Photograph by Karl Byrn
Axe Man: Jason Lawler learns the basics of dynamics.
School of rock teaches kids how to band together
By Karl Byrn
Jason Lawler was becoming quite a guitarist after four years of lessons, but he hadn't yet played with other musicians, so he signed up for the Atlas Studios School of Rock in July. "Before that, I thought that in big recording studios there was only one mic hanging down, and they all just jammed," the 13-year-old Rincon Valley Middle School student says with a grin. "I had no idea that it was all of this."
"All of this" is a two-week long session of summer band camp, held at Atlas Studios, a modest downtown Santa Rosa recording facility located behind a video store. Owner Jesse Wickman, who also teaches drums at Stanroy Music Center, says his school "teaches kids how to be in a rock band," with a focus not on music or the music business, but on rehearsal, recording and performance.
The group dynamic Lawler sought is also Wickman's goal. In contrast to working with students one-on-one, he says, "the group is instantly rewarding. They come in the first day and choose songs. We rehearse until the songs are tightened up, we record and then they play a concert. How awesome is that?"
The School of Rock graduation concert takes place this Saturday at the Santa Rosa Skate Park, as the graduates open for experienced local hardcore acts. It's a perfect debut gig, as the show is one of a recent series of all-ages shows sponsored by Skate Works in Santa Rosa.
Wickman won't be jumping across the stage like teacher Jack Black in the kids' beloved School of Rock movie. "Jesse's not the Jack Black of Santa Rosa", says 17-year-old drummer Nick Lenchner. "I am!" But Wickman is still a kid himself. When he asked Lawler, "What was the one thing I said to you guys a million times?" the guitarist replied, "You mean besides 'Sweet!'?"
The real answer is an admonition about getting in tune, which shows that the School of Rock is serious.
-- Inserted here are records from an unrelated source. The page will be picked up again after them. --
//! Error handling for the latency grapher

use thiserror::Error;

/// Custom error types for the latency grapher
#[derive(Error, Debug)]
pub enum AppError {
    /// Configuration-related errors
    #[error("Configuration error: {0}")]
    Config(String),

    /// Validation errors
    #[error("Validation error: {0}")]
    Validation(String),

    /// I/O errors (missing run directory, unreadable file, etc.)
    #[error("I/O error: {0}")]
    Io(String),

    /// Parsing errors (malformed measurement lines, bad numbers)
    #[error("Parsing error: {0}")]
    Parse(String),

    /// Statistics calculation errors
    #[error("Statistics error: {0}")]
    Statistics(String),

    /// Chart rendering errors
    #[error("Render error: {0}")]
    Render(String),

    /// Generic internal errors
    #[error("Internal error: {0}")]
    Internal(String),
}

impl AppError {
    /// Create a new configuration error
    pub fn config<S: Into<String>>(message: S) -> Self {
        Self::Config(message.into())
    }

    /// Create a new validation error
    pub fn validation<S: Into<String>>(message: S) -> Self {
        Self::Validation(message.into())
    }

    /// Create a new I/O error
    pub fn io<S: Into<String>>(message: S) -> Self {
        Self::Io(message.into())
    }

    /// Create a new parsing error
    pub fn parse<S: Into<String>>(message: S) -> Self {
        Self::Parse(message.into())
    }

    /// Create a new statistics error
    pub fn statistics<S: Into<String>>(message: S) -> Self {
        Self::Statistics(message.into())
    }

    /// Create a new render error
    pub fn render<S: Into<String>>(message: S) -> Self {
        Self::Render(message.into())
    }

    /// Create a new internal error
    pub fn internal<S: Into<String>>(message: S) -> Self {
        Self::Internal(message.into())
    }

    /// Get error category for logging and reporting
    pub fn category(&self) -> &'static str {
        match self {
            Self::Config(_) => "CONFIG",
            Self::Validation(_) => "VALIDATION",
            Self::Io(_) => "IO",
            Self::Parse(_) => "PARSE",
            Self::Statistics(_) => "STATS",
            Self::Render(_) => "RENDER",
            Self::Internal(_) => "INTERNAL",
        }
    }

    /// Get user-friendly error message with suggestions
    pub fn user_friendly_message(&self) -> String {
        match self {
            Self::Config(msg) => {
                format!("Configuration problem: {}\n\nSuggestion: Check your .env file or command line arguments.", msg)
            }
            Self::Validation(msg) => {
                format!("Invalid input: {}\n\nSuggestion: Check the run range, paths and image size.", msg)
            }
            Self::Io(msg) => {
                format!("File operation failed: {}\n\nSuggestion: Make sure every run directory exists (e.g. out/clients_1 .. out/clients_10) and is readable.", msg)
            }
            Self::Parse(msg) => {
                format!("Failed to parse measurement data: {}\n\nSuggestion: The first line of each measurement file must look like '<query_ms>,<buy_ms>'.", msg)
            }
            Self::Statistics(msg) => {
                format!("Statistics calculation failed: {}\n\nSuggestion: Every run needs at least one measurement file, or pass --empty-runs nan.", msg)
            }
            Self::Render(msg) => {
                format!("Chart rendering failed: {}\n\nSuggestion: Check that the output path is writable.", msg)
            }
            Self::Internal(msg) => {
                format!("Internal error: {}\n\nThis is likely a bug. Please report this issue with the error details.", msg)
            }
        }
    }

    /// Get exit code for this error type
    pub fn exit_code(&self) -> i32 {
        match self {
            Self::Config(_) | Self::Validation(_) | Self::Parse(_) => 1,  // Invalid configuration/input
            Self::Io(_) => 5,
            Self::Statistics(_) => 6,
            Self::Render(_) => 7,
            Self::Internal(_) => 99,
        }
    }

    /// Format error for console display with color coding
    pub fn format_for_console(&self, use_color: bool) -> String {
        let category = self.category();
        let message = self.to_string();

        if use_color {
            use colored::Colorize;
            match self {
                Self::Config(_) | Self::Validation(_) | Self::Parse(_) => {
                    format!("[{}] {}", category.red().bold(), message.red())
                }
                Self::Io(_) | Self::Statistics(_) => {
                    format!("[{}] {}", category.cyan().bold(), message.cyan())
                }
                Self::Render(_) => {
                    format!("[{}] {}", category.yellow().bold(), message.yellow())
                }
                Self::Internal(_) => {
                    format!("[{}] {}", category.bright_red().bold(), message.bright_red())
                }
            }
        } else {
            format!("[{}] {}", category, message)
        }
    }
}

// Standard library error conversions
impl From<std::io::Error> for AppError {
    fn from(error: std::io::Error) -> Self {
        Self::io(error.to_string())
    }
}

impl From<serde_json::Error> for AppError {
    fn from(error: serde_json::Error) -> Self {
        Self::parse(format!("JSON error: {}", error))
    }
}

impl From<dotenv::Error> for AppError {
    fn from(error: dotenv::Error) -> Self {
        Self::config(format!("Environment file error: {}", error))
    }
}

impl From<std::num::ParseIntError> for AppError {
    fn from(error: std::num::ParseIntError) -> Self {
        Self::parse(format!("Integer parse error: {}", error))
    }
}

impl From<std::num::ParseFloatError> for AppError {
    fn from(error: std::num::ParseFloatError) -> Self {
        Self::parse(format!("Float parse error: {}", error))
    }
}

impl From<std::str::ParseBoolError> for AppError {
    fn from(error: std::str::ParseBoolError) -> Self {
        Self::parse(format!("Boolean parse error: {}", error))
    }
}

// Anyhow integration
impl From<anyhow::Error> for AppError {
    fn from(error: anyhow::Error) -> Self {
        Self::internal(error.to_string())
    }
}

/// Custom Result type for the application
pub type Result<T> = std::result::Result<T, AppError>;

/// Error context trait for adding context to errors
pub trait ErrorContext<T> {
    /// Add context to an error
    fn with_context<F>(self, f: F) -> Result<T>
    where
        F: FnOnce() -> String;

    /// Add static context to an error
    fn context(self, message: &'static str) -> Result<T>;
}

impl<T, E> ErrorContext<T> for std::result::Result<T, E>
where
    E: Into<AppError>,
{
    fn with_context<F>(self, f: F) -> Result<T>
    where
        F: FnOnce() -> String,
    {
        self.map_err(|e| {
            let base_error = e.into();
            let context = f();
            match base_error {
                AppError::Config(msg) => AppError::config(format!("{}: {}", context, msg)),
                AppError::Validation(msg) => AppError::validation(format!("{}: {}", context, msg)),
                AppError::Io(msg) => AppError::io(format!("{}: {}", context, msg)),
                AppError::Parse(msg) => AppError::parse(format!("{}: {}", context, msg)),
                AppError::Statistics(msg) => AppError::statistics(format!("{}: {}", context, msg)),
                AppError::Render(msg) => AppError::render(format!("{}: {}", context, msg)),
                AppError::Internal(msg) => AppError::internal(format!("{}: {}", context, msg)),
            }
        })
    }

    fn context(self, message: &'static str) -> Result<T> {
        self.with_context(|| message.to_string())
    }
}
Ed Lino, whose 13-year-old son Kyle attended both sessions after only six months of guitar lessons, knew this would be a terrific summer activity. "You always want your kids to fall in love with something," he says. "We've tried different sports, which he can do well and sort of likes, but you had to ride him to practice." With the School of Rock, Lino observes, "No one is saying 'Kyle, you have to practice that guitar.'"
Kyle contributed an original song to the sessions and says all the kids were "nervous at first, until we heard each other's skills." Also attending the two sessions were 13-year-old guitarist Blake Deal, 17-year-old drummer Erica Duck and nine-year-old guitarist Thomas Silva, who learned bass during the recordings with tutelage from musician/actor Paul Hoffman.
"The kids are all really talented, really friendly and they worked hard," says Ellen Lenchner, whose son Nick has studied drums with Wickman for two years. "It was amazing to watch them learn problem-solving skills and click as a group. Jesse kept them focused, and balanced it in a fun way."
There's still some post-graduate work to be done. The students' disc, a collection of covers ranging from Led Zeppelin and Guns 'N Roses to My Chemical Romance, is still being completed. Jason is working on a cover image of a sledgehammer smashing a disc in a vise, which Nick jokes should be entitled Demolition Demo. The finished tracks are largely instrumental, though Nick has recorded passionate vocals for the group's most difficult song, System of a Down's "Toxicity."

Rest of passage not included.